Department of Neurology, Icahn School of Medicine at Mount Sinai, New York, NY 10029

Received: 20 January 2022 Revised: 16 March 2022 Accepted: 21 March 2022 Published: 24 March 2022

Based on the generalized version of Newton's Shell Theorem the electric field energy density, u_F around two separated surface-charged spheres surrounded by electrolyte is calculated. According to the calculations when the surfaces of the charged spheres are farther from each other than four times of the Debye length the field energy density around one of the charged sphere is basically independent from the presence of the other sphere. In this case at low electrolyte ion concentration u_F = 0 within the spheres and outside the sphere u_F decreases with increasing distance from the surface of the sphere, while at high electrolyte ion concentration u_F fast decreases with increasing inner and outer distance from the surface of the sphere.

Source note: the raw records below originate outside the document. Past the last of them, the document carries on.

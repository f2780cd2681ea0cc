//! Line commands read from stdin.

use zipdom::Event;
use zipwidgets::dom::{SEARCH_FORM_ID, SEARCH_INPUT_ID, button_id, suggestion_item_id};

pub const HELP: &str = "\
commands:
  type <text>      set the search input to <text> (empty clears it)
  select <n>       click suggestion row <n> (0-based)
  toggle <id>      click the toggle button of section <id>
  click <id>       click the element with id <id>
  outside          click outside every element
  submit           submit the search form
  show             print the page
  help             print this help
  quit             exit";

#[derive(Debug, Clone, PartialEq, Eq)]
pub enum Command {
    /// An event to dispatch to the page.
    Dispatch(Event),
    Show,
    Help,
    Quit,
}

#[derive(Debug, Clone, PartialEq, Eq, thiserror::Error)]
pub enum ParseError {
    #[error("unknown command: {0}")]
    Unknown(String),
    #[error("`{0}` needs an argument")]
    MissingArgument(&'static str),
    #[error("not a row number: {0}")]
    BadIndex(String),
}

/// Parse one input line. Blank lines yield `None`.
pub fn parse(line: &str) -> Result<Option<Command>, ParseError> {
    let line = line.trim_end_matches(['\r', '\n']);
    if line.trim().is_empty() {
        return Ok(None);
    }

    let (word, rest) = match line.trim_start().split_once(' ') {
        Some((word, rest)) => (word, rest),
        None => (line.trim(), ""),
    };

    let command = match word {
        // The argument is the raw text after the first space; inner spaces are kept.
        "type" => Command::Dispatch(Event::input(SEARCH_INPUT_ID, rest)),
        "select" => {
            let arg = required("select", rest)?;
            let index = arg
                .parse()
                .map_err(|_| ParseError::BadIndex(arg.to_string()))?;
            Command::Dispatch(Event::click(suggestion_item_id(index)))
        }
        "toggle" => Command::Dispatch(Event::click(button_id(required("toggle", rest)?))),
        "click" => Command::Dispatch(Event::click(required("click", rest)?)),
        "outside" => Command::Dispatch(Event::click_nowhere()),
        "submit" => Command::Dispatch(Event::submit(SEARCH_FORM_ID)),
        "show" => Command::Show,
        "help" | "?" => Command::Help,
        "quit" | "exit" => Command::Quit,
        other => return Err(ParseError::Unknown(other.to_string())),
    };
    Ok(Some(command))
}

fn required<'a>(command: &'static str, rest: &'a str) -> Result<&'a str, ParseError> {
    let arg = rest.trim();
    if arg.is_empty() {
        Err(ParseError::MissingArgument(command))
    } else {
        Ok(arg)
    }
}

When the charged sheres are close to each other their electric interaction affects the field energy density especially where the surfaces of the spheres are close to each other. Also to model electrophoresis analytical equations are derived for the interaction energy between and the density of electric field energy around a charged flat surface and a charged sphere surrounded by neutral electrolyte.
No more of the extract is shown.